This position was shared also by the Ministry of Justice, which expressed its opinion on the case. Interestingly, this position was later changed to the detriment of bailiffs.

The above analysis led the court to a firm conclusion that it cannot be assumed that a bailiff provided false information by assigning itself the status of an entrepreneur when submitting an application for payment of the subsidy – contrary to the literal wording of the provisions of the Act on Court Bailiffs.

From the above facts, the court concluded that the plaintiff had abused the legal right based on Article 5 of the Civil Code and conducted an extensive analysis of the functional aspects of qualifying entities for the Programme, which should be treated as entrepreneurs.

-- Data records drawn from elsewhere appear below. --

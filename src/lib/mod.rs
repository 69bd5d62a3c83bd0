#[macro_use]
pub mod document;

#[cfg(any(feature = "test_util", test))]
#[macro_use]
pub mod test_util;

pub mod app;
pub mod applier;
pub mod bootstrap;
pub mod catalog;
pub mod checkpoint;
pub mod coercion;
pub mod database;
pub mod error;
pub mod event;
pub mod queue;
pub mod replication;
pub mod store;
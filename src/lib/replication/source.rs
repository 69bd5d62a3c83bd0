use crate::error::Error;
use crate::event::RowMutation;
use crate::replication::BinlogPosition;
use std::future::Future;

/// Pull-based stream of row mutations read from a replication log.
pub trait RowEventSource: Send {
    /// Next mutation, `None` once the log has no more events to offer.
    fn next_mutation(
        &mut self,
    ) -> impl Future<Output = Result<Option<RowMutation>, Error>> + Send;

    /// Position from which reading resumes without losing a returned mutation.
    fn position(&self) -> &BinlogPosition;
}

/// Opens row event sources at a given position of the log.
pub trait ReplicationLog: Send + Sync {
    type Source: RowEventSource;

    /// Opens the log at `start`, or at its current end when `start` is `None`.
    fn open(
        &self,
        start: Option<BinlogPosition>,
    ) -> impl Future<Output = Result<Self::Source, Error>> + Send;
}
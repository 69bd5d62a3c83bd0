use mysql_async::Error as MySQLError;
use thiserror::Error;

#[derive(Error, Debug)]
pub enum Error {
    #[error(transparent)]
    MySQLError(#[from] MySQLError),
    #[error(transparent)]
    Io(#[from] std::io::Error),
    #[error(transparent)]
    Json(#[from] serde_json::Error),
    #[error("Cannot coerce {value:?} as {target} in {column} column")]
    Coercion {
        column: String,
        value: String,
        target: &'static str,
    },
    #[error("Malformed document: {0}")]
    MalformedDocument(String),
    #[error("Schema for {0}.{1} is not available")]
    SchemaNotFound(String, String),
    #[error("Binary log position is not available on the source server")]
    BinlogPositionMissing,
    #[error("Database {db} is not parsed yet, missing: {missing}")]
    DatabaseNotParsed { db: String, missing: &'static str },
    #[error("Tables are not loaded yet: {0:?}")]
    TablesNotLoaded(Vec<String>),
    #[error("Store failure: {0}")]
    Store(String),
    #[error("Dump failure: {0}")]
    Dump(String),
    #[error("Configuration error: {0}")]
    Configuration(String),
}

/// What a worker does when an operation fails with a given error.
#[derive(Debug, Clone, Copy, PartialEq, Eq)]
pub enum ErrorPolicy {
    /// Record-level failure, logged and the record is skipped.
    SkipAndLog,
    /// Connection or protocol failure, worker stops and returns the error.
    AbortWorker,
    /// Resumability is broken or the process is misconfigured.
    AbortProcess,
}

impl Error {
    pub fn policy(&self) -> ErrorPolicy {
        match self {
            Self::Coercion { .. } | Self::MalformedDocument(_) | Self::SchemaNotFound(..) => {
                ErrorPolicy::SkipAndLog
            }
            Self::MySQLError(_) | Self::BinlogPositionMissing | Self::Dump(_) => {
                ErrorPolicy::AbortWorker
            }
            Self::Io(_)
            | Self::Json(_)
            | Self::Store(_)
            | Self::DatabaseNotParsed { .. }
            | Self::TablesNotLoaded(_)
            | Self::Configuration(_) => ErrorPolicy::AbortProcess,
        }
    }

    pub fn is_record_error(&self) -> bool {
        self.policy() == ErrorPolicy::SkipAndLog
    }
}

#[cfg(test)]
mod tests {
    use super::*;

    #[test]
    fn record_errors_are_skipped() {
        let error = Error::Coercion {
            column: "id".into(),
            value: "abc".into(),
            target: "int",
        };

        assert_eq!(error.policy(), ErrorPolicy::SkipAndLog);
        assert!(error.is_record_error());
    }

    #[test]
    fn persistence_errors_abort_process() {
        assert_eq!(
            Error::Store("queue unavailable".into()).policy(),
            ErrorPolicy::AbortProcess
        );
    }

    #[test]
    fn source_errors_abort_worker() {
        assert_eq!(
            Error::BinlogPositionMissing.policy(),
            ErrorPolicy::AbortWorker
        );
    }

    #[test]
    fn formats_coercion_error_with_column_context() {
        let error = Error::Coercion {
            column: "created_at".into(),
            value: "yesterday".into(),
            target: "datetime",
        };

        assert_eq!(
            error.to_string(),
            "Cannot coerce \"yesterday\" as datetime in created_at column"
        );
    }
}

For the purposes of this paper, however, another important conclusion can be drawn, namely that in business transactions, the definition and status of an entrepreneur may be treated differently for the purposes of different aspects of business activity.

It is possible to recognize the status of an entrepreneur in the functional sense as well as in the formal sense of registration. It is not possible to unambiguously define this status in a “universal” way and extend it to all spheres of business activity and relations with public and local authorities, but on the contrary – every sphere of business activity that requires the use of the entrepreneurial attribute should be subject to independent analysis.

[decisions of the Regional Court in Warsaw: I C 502/22 of 20.11.2023, III C 1417/22 of 27.10.23, I C 243/23 of 25.10.2023].

Registered entrepreneur – real estate tax

Another, albeit equally problematic, aspect of defining the status of an entrepreneur emerged in the case examined by the Voivodship Administrative Court in Białystok (decision of 29 November 2023, I SA/Bk 338/23).

So, the Town Mayor initiated ex officio tax proceedings against P. Spółka z ograniczoną odpowiedzialnością in S., to determine the amount of real estate tax liability. The reason for initiating the proceedings was that the company’s tax return showed a part of the plot and building properties at the rate as for “other” land, and not at the rate related to “conducting business activity”. The Mayor finally determined the amount of tax liability, which was appealed by the taxed company.

The company explained that it was an entity which, despite being entered in the National Court Register, meets the requirements to be recognized as an entity performing public tasks – a municipal company of public utility. Although it is a commercial law company, it cannot be placed on the same footing with an entity conducting business activity in the strict sense, because according to § 1 section 2 of the founding deed: “The purpose of the Company is to perform the public utility tasks entrusted to it by the District of S., consisting in the provision of services in the field of ongoing maintenance of county roads and buildings owned by the District of S.”.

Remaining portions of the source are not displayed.